二人の青年が来たことによって、ノアは自制心を取り戻した。このまま人目がなかったら何をしていたかわからない。それくらいの憎悪が腹の底で煮え滾っている。
呼吸を落ち着け、彼らに手伝ってもらいながらセヴランたちを拘束した。
昏倒していたセヴランはようやく目を覚ましたが、しばらくぼうっとしていた。その腕をつかんで乱暴に立たせる。
「お前たちには聞きたいことがある。帝都まで連行する」
正直、この瞬間でさえ顔が判別できなくなるまで殴ってやりたかった。セヴランの傷は額をぶつけた程度でしかない。ブランシュが味わった苦しみを思えば、もっと傷つけてやりたい。

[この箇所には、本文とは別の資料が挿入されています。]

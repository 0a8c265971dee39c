//! Wingman agent for sortie.
//!
//! An escort that activates when the player fires in earnest, flies with
//! arrival steering, takes advisory orders from a remote decision service
//! and talks over a single queued narration channel.
//! No ECS dependency; operates on plain data.

pub mod actions;
pub mod activation;
pub mod agent;
pub mod burst;
pub mod escort;
pub mod poller;
pub mod speech;
pub mod steering;
pub mod waypoint;

pub use agent::{Wingman, WingmanContext};
pub use sortie_core as core;
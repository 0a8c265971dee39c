//! Wire contract with the external wingman decision service.
//!
//! Request: a snapshot of the scene. Response: `{ "actions": [...] }` in any
//! of several loose shapes, normalized into [`WingmanAction`] by the consumer.

use serde::{Deserialize, Serialize};

use crate::enums::WingmanMode;

/// Scene snapshot posted to the decision service.
#[derive(Debug, Clone, PartialEq, Serialize, Deserialize)]
pub struct DecisionRequest {
    /// Simulation time in milliseconds.
    pub time: f64,
    pub dims: Dims,
    pub player: PlayerSnapshot,
    pub wingman: WingmanSnapshot,
    pub enemies: Vec<EnemySnapshot>,
    /// Style override or, for the farewell request, a constraining instruction.
    #[serde(default, skip_serializing_if = "Option::is_none")]
    pub prompt: Option<String>,
}

#[derive(Debug, Clone, Copy, PartialEq, Serialize, Deserialize)]
pub struct Dims {
    pub width: f64,
    pub height: f64,
}

#[derive(Debug, Clone, Copy, PartialEq, Serialize, Deserialize)]
pub struct PlayerSnapshot {
    pub x: f64,
    pub y: f64,
    pub heading: f64,
    pub vx: f64,
    pub vy: f64,
    pub firing: bool,
}

#[derive(Debug, Clone, Copy, PartialEq, Serialize, Deserialize)]
pub struct WingmanSnapshot {
    pub x: f64,
    pub y: f64,
    pub heading: f64,
    pub mode: WingmanMode,
}

#[derive(Debug, Clone, PartialEq, Serialize, Deserialize)]
pub struct EnemySnapshot {
    pub id: String,
    pub x: f64,
    pub y: f64,
    pub size: f64,
    pub visible: bool,
    pub threat: f64,
}

/// Raw response body. Actions stay untyped until normalization.
#[derive(Debug, Clone, Default, Serialize, Deserialize)]
pub struct DecisionResponse {
    #[serde(default)]
    pub actions: Vec<serde_json::Value>,
}

/// Burst parameters as issued; clamped by the consumer before use.
#[derive(Debug, Clone, Copy, Default, PartialEq, Serialize, Deserialize)]
pub struct BurstOrder {
    pub cadence_ms: Option<f64>,
    pub duration_ms: Option<f64>,
    pub spread: Option<f64>,
}

/// Canonical wingman action.
#[derive(Debug, Clone, PartialEq, Serialize, Deserialize)]
#[serde(tag = "type", rename_all = "snake_case")]
pub enum WingmanAction {
    SetMode {
        mode: WingmanMode,
    },
    MoveTo {
        x: f64,
        y: f64,
    },
    FireBurst(BurstOrder),
    Say {
        text: String,
    },
    Despawn,
    /// Composite: switch to engage, optionally moving and firing.
    Engage {
        move_to: Option<(f64, f64)>,
        fire_burst: Option<BurstOrder>,
    },
}
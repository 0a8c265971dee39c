//! Core types and definitions for the sortie simulation.
//!
//! This crate defines the vocabulary shared across all other crates:
//! geometry, tuning constants, commands, events, frame snapshots and the
//! decision-service wire format. It has no dependency on any runtime.

pub mod commands;
pub mod components;
pub mod constants;
pub mod decision;
pub mod enums;
pub mod events;
pub mod geometry;
pub mod math;
pub mod state;
pub mod types;
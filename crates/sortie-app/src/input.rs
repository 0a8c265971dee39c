//! JSON-lines input adapter.
//!
//! Each line on the reader is one `InputCommand`. Blank lines are skipped,
//! malformed lines are logged and dropped. End of input shuts the loop down.

use tokio::io::{AsyncBufRead, AsyncBufReadExt};
use tokio::sync::mpsc;

use sortie_core::commands::InputCommand;

use crate::state::GameLoopCommand;

pub fn parse_line(line: &str) -> Result<Option<InputCommand>, serde_json::Error> {
    let line = line.trim();
    if line.is_empty() {
        return Ok(None);
    }
    serde_json::from_str(line).map(Some)
}

/// Forward commands from `reader` until EOF or until the loop goes away.
pub async fn forward_commands<R>(reader: R, tx: mpsc::Sender<GameLoopCommand>)
where
    R: AsyncBufRead + Unpin,
{
    let mut lines = reader.lines();
    loop {
        match lines.next_line().await {
            Ok(Some(line)) => match parse_line(&line) {
                Ok(Some(command)) => {
                    if tx.send(GameLoopCommand::Input(command)).await.is_err() {
                        return;
                    }
                }
                Ok(None) => {}
                Err(e) => tracing::warn!(error = %e, "dropping malformed input line"),
            },
            Ok(None) => break,
            Err(e) => {
                tracing::error!(error = %e, "input read failed");
                break;
            }
        }
    }
    tracing::info!("input closed");
    let _ = tx.send(GameLoopCommand::Shutdown).await;
}
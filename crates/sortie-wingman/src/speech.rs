//! Single narration channel.
//!
//! FIFO queue drained one utterance at a time, with consecutive-duplicate
//! suppression, a minimum gap between utterance starts and deferral while
//! the platform speech engine is busy.

use std::collections::VecDeque;

use sortie_core::constants::*;

#[derive(Debug, Clone, Default)]
pub struct VoiceQueue {
    queue: VecDeque<String>,
    last_enqueued: Option<String>,
    last_start_ms: Option<f64>,
    speaking_until_ms: f64,
}

/// Estimated speaking time of a line.
pub fn estimate_speech_ms(text: &str) -> f64 {
    SPEECH_BASE_MS + SPEECH_MS_PER_CHAR * text.chars().count() as f64
}

impl VoiceQueue {
    /// Queue a line. Blank lines and repeats of the previous line are dropped.
    pub fn enqueue(&mut self, text: &str) -> bool {
        let text = text.trim();
        if text.is_empty() || self.last_enqueued.as_deref() == Some(text) {
            return false;
        }
        self.last_enqueued = Some(text.to_string());
        self.queue.push_back(text.to_string());
        true
    }

    /// Drop everything queued and put `text` next in line, even if it repeats
    /// the previous line. Returns false only for a blank line.
    pub fn preempt(&mut self, text: &str) -> bool {
        let text = text.trim();
        if text.is_empty() {
            return false;
        }
        self.queue.clear();
        self.last_enqueued = Some(text.to_string());
        self.queue.push_back(text.to_string());
        true
    }

    /// Start the next line if the channel is free.
    pub fn poll(&mut self, now_ms: f64, engine_busy: bool) -> Option<String> {
        if engine_busy || now_ms < self.speaking_until_ms {
            return None;
        }
        if self
            .last_start_ms
            .is_some_and(|t| now_ms - t < SPEECH_COOLDOWN_MS)
        {
            return None;
        }
        let text = self.queue.pop_front()?;
        self.last_start_ms = Some(now_ms);
        self.speaking_until_ms = now_ms + estimate_speech_ms(&text);
        Some(text)
    }

    pub fn len(&self) -> usize {
        self.queue.len()
    }

    pub fn is_empty(&self) -> bool {
        self.queue.is_empty()
    }

    pub fn clear(&mut self) {
        self.queue.clear();
        self.last_enqueued = None;
    }
}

腕をつかむ手に余分な力が籠る。骨が軋む痛みはあるはずが、セヴランは未だに呆然とノアを見上げている。まだ頭が働かないのだろうか。
ノアは目で射殺せるほどの鋭さをセヴランに向けた。
しかし――。
「あ、あの……オルグ将軍にはずっとお会いしたいと思っておりました」
セヴランはまったく怯んでいなかった。
それどころか、この状況でズレたことを言い出す始末である。
「俺に会いたかった?」
「は、はい! 一度帝都でお見かけしたことがあって、それからずっと憧れていてっ」
頬をポッと染めて言われた。
「…………」
ノアはまだセヴランの手首をつかんでいたが、なんとなくセヴランがノアの二の腕に寄り添っているような気がした。頬を肩に擦りつけられた時、ゾワッと得も言われぬ寒気がしたのだが、それがどこから来るものなのかはわからない。
この男はブランシュを騙して傷つけた張本人なのだから、しっかりと罰してやりたい。それなのに、ノアが何を言ってもセヴランは嬉しそうで薄気味悪い。
「しょ、将軍! 早く私の手当てを! 死んでしまいます!」
ダルコスは涙ながらに訴えるが、どう見ても手を切っただけのかすり傷である。血に弱いにもほどがある。
「あ、あっしは関係ねぇんです。後ろ暗いことなんてなぁんにもしてねぇんで」
赤ら顔のなんでも屋はそんなことを言った。
「後ろ暗くないのなら話を聞かせてもらっても困らないだろう?」
「いや、それは、その、あれで……」
それぞれにうるさいダルコスとなんでも屋を無視していると、騒ぎを聞きつけたノアの部下たちも到着した。
とはいえ、今日はもう遅く、帝都に向けて馬車を走らせるのは無理だろう。このあばら家で夜を明かし、明日の朝に帝都へ向けて出立することにした。
ノアは部下にしばらくの間セヴランたちを託し、ブランシュの様子を窺いに行く。